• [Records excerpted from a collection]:
---

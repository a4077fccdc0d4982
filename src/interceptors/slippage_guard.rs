//! Slippage guard interceptor
//!
//! Blocks trades whose requested slippage exceeds the configured maximum.

use super::{InterceptorDecision, ToolCallContext, ToolInterceptor};
use crate::tools::TOOL_TRADE_TOKEN;
use crate::Result;
use async_trait::async_trait;
use serde_json::Value;

/// Interceptor that blocks trades with excessive slippage
pub struct SlippageGuardInterceptor {
    /// Maximum allowed slippage (e.g., 50.0 for 50%)
    max_slippage_percent: f64,
}

impl SlippageGuardInterceptor {
    pub fn new(max_slippage_percent: f64) -> Self {
        Self {
            max_slippage_percent,
        }
    }
}

/// Requested slippage in percent. Unparsable values are left to the tool.
fn requested_slippage(args: &Value) -> Option<f64> {
    match args.get("slippage")? {
        Value::Number(n) => n.as_f64(),
        Value::String(s) => {
            let s = s.trim();
            s.strip_suffix('%').unwrap_or(s).trim().parse().ok()
        }
        _ => None,
    }
}

#[async_trait]
impl ToolInterceptor for SlippageGuardInterceptor {
    async fn intercept_tool_call(&self, context: &ToolCallContext) -> Result<InterceptorDecision> {
        if context.tool_name != TOOL_TRADE_TOKEN {
            return Ok(InterceptorDecision::Allow);
        }

        let Some(slippage) = requested_slippage(&context.args) else {
            return Ok(InterceptorDecision::Allow);
        };

        if slippage > self.max_slippage_percent {
            return Ok(InterceptorDecision::Block(format!(
                "Requested slippage {:.2}% exceeds maximum allowed {:.2}%",
                slippage, self.max_slippage_percent
            )));
        }

        tracing::debug!(
            requested_slippage = slippage,
            max_slippage = self.max_slippage_percent,
            "Slippage check passed"
        );

        Ok(InterceptorDecision::Allow)
    }
}
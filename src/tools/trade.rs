//! `trade_token`: buy a token by ticker with ETH or USDC

use super::{ActionContext, AgentTool, TOOL_TRADE_TOKEN};
use crate::orchestrator::{TradeOrchestrator, TradeRequest, TradeResult};
use crate::Result;
use async_trait::async_trait;
use std::sync::Arc;

pub struct TradeTokenTool {
    orchestrator: Arc<TradeOrchestrator>,
}

impl TradeTokenTool {
    pub fn new(orchestrator: Arc<TradeOrchestrator>) -> Self {
        Self { orchestrator }
    }
}

#[async_trait]
impl AgentTool for TradeTokenTool {
    const NAME: &'static str = TOOL_TRADE_TOKEN;
    type Input = TradeRequest;
    type Output = TradeResult;

    fn description(&self) -> &'static str {
        "Swap ETH or USDC for a token on Base, identified by its ticker (e.g. 'SERV'). \
         The token address is resolved automatically. Requires the name of the workspace \
         secret that holds the wallet private key."
    }

    async fn execute(&self, input: TradeRequest, action: &ActionContext) -> Result<TradeResult> {
        let workspace_id = action.workspace_id();
        Ok(self
            .orchestrator
            .trade(workspace_id.as_deref(), &input)
            .await)
    }
}

#[cfg(test)]
mod tests {
    use super::*;
    use crate::config::Config;
    use crate::orchestrator::test_support::{FakeQuotes, FakeSigners, TEST_KEY};
    use crate::resolver::test_support::{token, FixedStrategy};
    use crate::resolver::{Lookup, TickerResolver, TokenSource};
    use crate::secrets::test_support::MemorySecretStore;
    use crate::secrets::CredentialFetcher;
    use crate::tools::{ToolCall, ToolRegistry};
    use serde_json::json;

    fn registry() -> ToolRegistry {
        let orchestrator = TradeOrchestrator::new(
            CredentialFetcher::new(Box::new(MemorySecretStore::new(&[("7", "my_pk", TEST_KEY)]))),
            TickerResolver::new(vec![Box::new(FixedStrategy::new(
                "fixed",
                Lookup::Found(token("SERV", TokenSource::PrimaryList)),
            ))]),
            Arc::new(FakeQuotes::default()),
            Arc::new(FakeSigners::default()),
            &Config::default(),
        );
        let mut registry = ToolRegistry::new();
        registry.register(TradeTokenTool::new(Arc::new(orchestrator)));
        registry
    }

    #[tokio::test]
    async fn test_trade_through_registry() {
        let call: ToolCall = serde_json::from_value(json!({
            "id": "1",
            "tool": "trade_token",
            "args": { "ticker": "SERV", "amount": "0.1", "inputCurrency": "native", "pk_name": "my_pk" },
            "action": { "type": "do-task", "workspace": { "id": 42 } }
        }))
        .unwrap();

        let response = registry().call(call).await;

        assert!(response.ok);
        assert_eq!(response.output["success"], true);
        assert_eq!(response.output["resolvedToken"]["source"], "relay");
        assert!(response.output["explorerUrl"]
            .as_str()
            .unwrap()
            .starts_with("https://basescan.org/tx/0x"));
    }

    #[tokio::test]
    async fn test_missing_workspace_reports_configuration_error() {
        let call: ToolCall = serde_json::from_value(json!({
            "tool": "trade_token",
            "args": { "ticker": "SERV", "amount": "0.1", "inputCurrency": "USDC", "secretName": "my_pk" }
        }))
        .unwrap();

        let response = registry().call(call).await;

        assert!(response.ok);
        assert_eq!(response.output["success"], false);
        assert_eq!(response.output["errorKind"], "ConfigurationError");
    }

    #[tokio::test]
    async fn test_missing_arguments_are_validation_errors() {
        let call: ToolCall = serde_json::from_value(json!({
            "tool": "trade_token",
            "args": { "ticker": "SERV" },
            "action": { "workspace": { "id": 1 } }
        }))
        .unwrap();

        let response = registry().call(call).await;

        assert!(!response.ok);
        assert_eq!(response.output["errorKind"], "ValidationError");
    }
}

---

• [TASK TO CARRY OUT]: Give back all the records above exactly as they were written.

• [REPLY]:
repository a4077fccdc0d4982
filename src/interceptors/slippage_guard.rs
//! Slippage guard interceptor
//!
//! Blocks trades whose requested slippage exceeds the configured maximum.

use super::{InterceptorDecision, ToolCallContext, ToolInterceptor};
use crate::tools::TOOL_TRADE_TOKEN;
use crate::Result;
use async_trait::async_trait;
use serde_json::Value;

/// Interceptor that blocks trades with excessive slippage
pub struct SlippageGuardInterceptor {
    /// Maximum allowed slippage (e.g., 50.0 for 50%)
    max_slippage_percent: f64,
}

impl SlippageGuardInterceptor {
    pub fn new(max_slippage_percent: f64) -> Self {
        Self {
            max_slippage_percent,
        }
    }
}

/// Requested slippage in percent. Unparsable values are left to the tool.
fn requested_slippage(args: &Value) -> Option<f64> {
    match args.get("slippage")? {
        Value::Number(n) => n.as_f64(),
        Value::String(s) => {
            let s = s.trim();
            s.strip_suffix('%').unwrap_or(s).trim().parse().ok()
        }
        _ => None,
    }
}

#[async_trait]
impl ToolInterceptor for SlippageGuardInterceptor {
    async fn intercept_tool_call(&self, context: &ToolCallContext) -> Result<InterceptorDecision> {
        if context.tool_name != TOOL_TRADE_TOKEN {
            return Ok(InterceptorDecision::Allow);
        }

        let Some(slippage) = requested_slippage(&context.args) else {
            return Ok(InterceptorDecision::Allow);
        };

        if slippage > self.max_slippage_percent {
            return Ok(InterceptorDecision::Block(format!(
                "Requested slippage {:.2}% exceeds maximum allowed {:.2}%",
                slippage, self.max_slippage_percent
            )));
        }

        tracing::debug!(
            requested_slippage = slippage,
            max_slippage = self.max_slippage_percent,
            "Slippage check passed"
        );

        Ok(InterceptorDecision::Allow)
    }
}
filename src/tools/trade.rs
//! `trade_token`: buy a token by ticker with ETH or USDC

use super::{ActionContext, AgentTool, TOOL_TRADE_TOKEN};
use crate::orchestrator::{TradeOrchestrator, TradeRequest, TradeResult};
use crate::Result;
use async_trait::async_trait;
use std::sync::Arc;

pub struct TradeTokenTool {
    orchestrator: Arc<TradeOrchestrator>,
}

impl TradeTokenTool {
    pub fn new(orchestrator: Arc<TradeOrchestrator>) -> Self {
        Self { orchestrator }
    }
}

#[async_trait]
impl AgentTool for TradeTokenTool {
    const NAME: &'static str = TOOL_TRADE_TOKEN;
    type Input = TradeRequest;
    type Output = TradeResult;

    fn description(&self) -> &'static str {
        "Swap ETH or USDC for a token on Base, identified by its ticker (e.g. 'SERV'). \
         The token address is resolved automatically. Requires the name of the workspace \
         secret that holds the wallet private key."
    }

    async fn execute(&self, input: TradeRequest, action: &ActionContext) -> Result<TradeResult> {
        let workspace_id = action.workspace_id();
        Ok(self
            .orchestrator
            .trade(workspace_id.as_deref(), &input)
            .await)
    }
}

#[cfg(test)]
mod tests {
    use super::*;
    use crate::config::Config;
    use crate::orchestrator::test_support::{FakeQuotes, FakeSigners, TEST_KEY};
    use crate::resolver::test_support::{token, FixedStrategy};
    use crate::resolver::{Lookup, TickerResolver, TokenSource};
    use crate::secrets::test_support::MemorySecretStore;
    use crate::secrets::CredentialFetcher;
    use crate::tools::{ToolCall, ToolRegistry};
    use serde_json::json;

    fn registry() -> ToolRegistry {
        let orchestrator = TradeOrchestrator::new(
            CredentialFetcher::new(Box::new(MemorySecretStore::new(&[("7", "my_pk", TEST_KEY)]))),
            TickerResolver::new(vec![Box::new(FixedStrategy::new(
                "fixed",
                Lookup::Found(token("SERV", TokenSource::PrimaryList)),
            ))]),
            Arc::new(FakeQuotes::default()),
            Arc::new(FakeSigners::default()),
            &Config::default(),
        );
        let mut registry = ToolRegistry::new();
        registry.register(TradeTokenTool::new(Arc::new(orchestrator)));
        registry
    }

    #[tokio::test]
    async fn test_trade_through_registry() {
        let call: ToolCall = serde_json::from_value(json!({
            "id": "1",
            "tool": "trade_token",
            "args": { "ticker": "SERV", "amount": "0.1", "inputCurrency": "native", "pk_name": "my_pk" },
            "action": { "type": "do-task", "workspace": { "id": 42 } }
        }))
        .unwrap();

        let response = registry().call(call).await;

        assert!(response.ok);
        assert_eq!(response.output["success"], true);
        assert_eq!(response.output["resolvedToken"]["source"], "relay");
        assert!(response.output["explorerUrl"]
            .as_str()
            .unwrap()
            .starts_with("https://basescan.org/tx/0x"));
    }

    #[tokio::test]
    async fn test_missing_workspace_reports_configuration_error() {
        let call: ToolCall = serde_json::from_value(json!({
            "tool": "trade_token",
            "args": { "ticker": "SERV", "amount": "0.1", "inputCurrency": "USDC", "secretName": "my_pk" }
        }))
        .unwrap();

        let response = registry().call(call).await;

        assert!(response.ok);
        assert_eq!(response.output["success"], false);
        assert_eq!(response.output["errorKind"], "ConfigurationError");
    }

    #[tokio::test]
    async fn test_missing_arguments_are_validation_errors() {
        let call: ToolCall = serde_json::from_value(json!({
            "tool": "trade_token",
            "args": { "ticker": "SERV" },
            "action": { "workspace": { "id": 1 } }
        }))
        .unwrap();

        let response = registry().call(call).await;

        assert!(!response.ok);
        assert_eq!(response.output["errorKind"], "ValidationError");
    }
}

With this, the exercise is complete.